**WORK ITEM**
For this exercise, please reproduce the records below word for word, from the first line through the line with "pub struct SecurityConfig".
PROVIDED MATERIAL below:
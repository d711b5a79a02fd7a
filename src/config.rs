use std::collections::HashSet;

use regex::Regex;

use crate::error::ConfigError;

// ─── Environment surface (adapter side) ─────────────────────────────────────

const ENV_ALLOWED_COMMANDS: &str = "ALLOWED_COMMANDS";
const ENV_ALLOWED_FLAGS: &str = "ALLOWED_FLAGS";
const ENV_ALLOWED_PATTERNS: &str = "ALLOWED_PATTERNS";
const ENV_MAX_COMMAND_LENGTH: &str = "MAX_COMMAND_LENGTH";
const ENV_COMMAND_TIMEOUT: &str = "COMMAND_TIMEOUT";

const DEFAULT_ALLOWED_COMMANDS: &str = "ls,cat,pwd";
const DEFAULT_ALLOWED_FLAGS: &str = "-l,-a,--help";
const DEFAULT_MAX_COMMAND_LENGTH: usize = 1024;
const DEFAULT_COMMAND_TIMEOUT: u64 = 30;

/// Basic filename pattern, always present ahead of any operator-supplied
/// patterns. Does not admit path separators.
const BASE_PATTERN: &str = r"^[\w\-. ]+$";

// ─── Security configuration ─────────────────────────────────────────────────

/// Immutable rule set consumed by the executor.
///
/// Constructed once at startup and read-only thereafter: fields are private,
/// there are no mutation operations, and every accessor borrows. Shared
/// references may be read concurrently without synchronization.
#[derive(Debug, Clone)]
pub struct SecurityConfig {
    allowed_commands: HashSet<String>,
    allowed_flags: HashSet<String>,
    allowed_patterns: Vec<Regex>,
    max_command_length: usize,
    command_timeout: u64,
}

impl SecurityConfig {
    /// Build a configuration, rejecting anything that would make the
    /// executor permanently unusable: an empty command allowlist, a
    /// non-positive limit, or a pattern that does not compile. All of these
    /// surface at startup, never per-call.
    pub fn new(
        allowed_commands: Vec<String>,
        allowed_flags: Vec<String>,
        allowed_patterns: Vec<String>,
        max_command_length: usize,
        command_timeout: u64,
    ) -> Result<Self, ConfigError> {
        if allowed_commands.is_empty() {
            return Err(ConfigError::EmptyCommandList);
        }
        if max_command_length == 0 {
            return Err(ConfigError::NonPositiveLimit {
                field: "max_command_length",
            });
        }
        if command_timeout == 0 {
            return Err(ConfigError::NonPositiveLimit {
                field: "command_timeout",
            });
        }

        let allowed_patterns = allowed_patterns
            .into_iter()
            .map(|pattern| {
                Regex::new(&pattern).map_err(|source| ConfigError::InvalidPattern {
                    pattern,
                    source,
                })
            })
            .collect::<Result<Vec<_>, _>>()?;

        Ok(Self {
            allowed_commands: allowed_commands.into_iter().collect(),
            allowed_flags: allowed_flags.into_iter().collect(),
            allowed_patterns,
            max_command_length,
            command_timeout,
        })
    }

    /// Load configuration from environment variables with the stock
    /// defaults. This is the adapter surface; the core itself never reads
    /// the environment.
    pub fn from_env() -> Result<Self, ConfigError> {
        let commands = env_list(ENV_ALLOWED_COMMANDS, DEFAULT_ALLOWED_COMMANDS);
        let flags = env_list(ENV_ALLOWED_FLAGS, DEFAULT_ALLOWED_FLAGS);

        let mut patterns = vec![BASE_PATTERN.to_string()];
        patterns.extend(env_list(ENV_ALLOWED_PATTERNS, ""));

        let max_command_length = env_number(ENV_MAX_COMMAND_LENGTH, DEFAULT_MAX_COMMAND_LENGTH)?;
        let command_timeout = env_number(ENV_COMMAND_TIMEOUT, DEFAULT_COMMAND_TIMEOUT)?;

        Self::new(commands, flags, patterns, max_command_length, command_timeout)
    }

    pub fn allowed_commands(&self) -> &HashSet<String> {
        &self.allowed_commands
    }

    pub fn allowed_flags(&self) -> &HashSet<String> {
        &self.allowed_flags
    }

    pub fn allowed_patterns(&self) -> &[Regex] {
        &self.allowed_patterns
    }

    pub fn max_command_length(&self) -> usize {
        self.max_command_length
    }

    /// Execution deadline in seconds.
    pub fn command_timeout(&self) -> u64 {
        self.command_timeout
    }

    /// Whole-token match against the ordered pattern list: an argument is
    /// acceptable if any pattern covers it entirely.
    pub fn matches_any_pattern(&self, argument: &str) -> bool {
        self.allowed_patterns.iter().any(|re| {
            re.find(argument)
                .is_some_and(|m| m.start() == 0 && m.end() == argument.len())
        })
    }
}

fn env_list(var: &str, default: &str) -> Vec<String> {
    std::env::var(var)
        .unwrap_or_else(|_| default.to_string())
        .split(',')
        .map(str::trim)
        .filter(|entry| !entry.is_empty())
        .map(String::from)
        .collect()
}

fn env_number<T: std::str::FromStr>(var: &'static str, default: T) -> Result<T, ConfigError> {
    match std::env::var(var) {
        Ok(value) => match value.trim().parse() {
            Ok(parsed) => Ok(parsed),
            Err(_) => Err(ConfigError::InvalidEnvValue { var, value }),
        },
        Err(_) => Ok(default),
    }
}
#![warn(clippy::all, clippy::pedantic)]
#![allow(
    clippy::missing_errors_doc,
    clippy::missing_panics_doc,
    clippy::module_name_repetitions,
    clippy::must_use_candidate
)]

//! cmdgate — allowlist-based gatekeeper for single-command execution.
//!
//! Given an arbitrary single-line command string from an untrusted caller,
//! cmdgate decides whether it may run at all, and if so runs it as a direct
//! process invocation (never through a shell) with a fixed working directory
//! and a bounded wall-clock deadline.
//!
//! The sandboxing here is ADVISORY input validation: shell-operator
//! rejection, exact command/flag allowlists, regex pattern matching, and
//! canonical-path containment under a sandbox root. It is not namespace,
//! cgroup, or syscall-level isolation — add a real containment layer
//! separately if you need one.

pub mod config;
pub mod error;
pub mod executor;

pub use config::SecurityConfig;
pub use error::{ConfigError, ExecError, GateError, Result, SecurityViolation};
pub use executor::{CommandExecutor, ExecutionOutcome, ParsedCommand, RulesSnapshot};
End of PROVIDED MATERIAL.
**WRITTEN RESPONSE**
repository d711b5a79a02fd7a
filename src/config.rs
use std::collections::HashSet;

use regex::Regex;

use crate::error::ConfigError;

// ─── Environment surface (adapter side) ─────────────────────────────────────

const ENV_ALLOWED_COMMANDS: &str = "ALLOWED_COMMANDS";
const ENV_ALLOWED_FLAGS: &str = "ALLOWED_FLAGS";
const ENV_ALLOWED_PATTERNS: &str = "ALLOWED_PATTERNS";
const ENV_MAX_COMMAND_LENGTH: &str = "MAX_COMMAND_LENGTH";
const ENV_COMMAND_TIMEOUT: &str = "COMMAND_TIMEOUT";

const DEFAULT_ALLOWED_COMMANDS: &str = "ls,cat,pwd";
const DEFAULT_ALLOWED_FLAGS: &str = "-l,-a,--help";
const DEFAULT_MAX_COMMAND_LENGTH: usize = 1024;
const DEFAULT_COMMAND_TIMEOUT: u64 = 30;

/// Basic filename pattern, always present ahead of any operator-supplied
/// patterns. Does not admit path separators.
const BASE_PATTERN: &str = r"^[\w\-. ]+$";

// ─── Security configuration ─────────────────────────────────────────────────

/// Immutable rule set consumed by the executor.
///
/// Constructed once at startup and read-only thereafter: fields are private,
/// there are no mutation operations, and every accessor borrows. Shared
/// references may be read concurrently without synchronization.
#[derive(Debug, Clone)]
pub struct SecurityConfig {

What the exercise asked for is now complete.